EXERCISE INPUTS:
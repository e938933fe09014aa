//! Postpaid billing predicate for rule evaluation.

use tally_core::license::LicenseRevision;

/// Boolean plan attribute marking postpaid plans.
pub const POSTPAID_ATTRIBUTE: &str = "postpaid";
/// String plan attribute naming the billing mode.
pub const BILLING_ATTRIBUTE: &str = "billing";

/// Whether the revision's plan bills usage in arrears.
pub fn is_postpaid(revision: &LicenseRevision) -> bool {
    let attributes = &revision.plan_attributes;

    if let Some(flag) = attributes.get(POSTPAID_ATTRIBUTE).and_then(|v| v.as_bool()) {
        return flag;
    }

    attributes
        .get(BILLING_ATTRIBUTE)
        .and_then(|v| v.as_str())
        .is_some_and(|mode| mode.eq_ignore_ascii_case("postpaid"))
}

#[cfg(test)]
mod tests {
    use super::*;
    use chrono::Utc;
    use serde_json::json;
    use std::collections::HashMap;
    use tally_core::ids::{LicenseId, PlanId, RevisionId};
    use tally_core::license::LicenseStatus;

    fn revision(attributes: HashMap<String, serde_json::Value>) -> LicenseRevision {
        LicenseRevision {
            id: RevisionId::new(),
            license_id: LicenseId::new(),
            status: LicenseStatus::Active,
            product_id: PlanId::new(),
            usage_groups: HashMap::new(),
            plan_attributes: attributes,
            created_at: Utc::now(),
        }
    }

    #[test]
    fn test_flag_attribute() {
        let attrs = HashMap::from([(POSTPAID_ATTRIBUTE.to_string(), json!(true))]);
        assert!(is_postpaid(&revision(attrs)));

        let attrs = HashMap::from([(POSTPAID_ATTRIBUTE.to_string(), json!(false))]);
        assert!(!is_postpaid(&revision(attrs)));
    }

    #[test]
    fn test_billing_mode_attribute() {
        let attrs = HashMap::from([(BILLING_ATTRIBUTE.to_string(), json!("Postpaid"))]);
        assert!(is_postpaid(&revision(attrs)));

        let attrs = HashMap::from([(BILLING_ATTRIBUTE.to_string(), json!("prepaid"))]);
        assert!(!is_postpaid(&revision(attrs)));
    }

    #[test]
    fn test_missing_attributes_are_prepaid() {
        assert!(!is_postpaid(&revision(HashMap::new())));
    }
}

TASK ITEM:
Output each line of the listing above that has "const".

WRITTEN ANSWER:
pub const POSTPAID_ATTRIBUTE: &str = "postpaid";
pub const BILLING_ATTRIBUTE: &str = "billing";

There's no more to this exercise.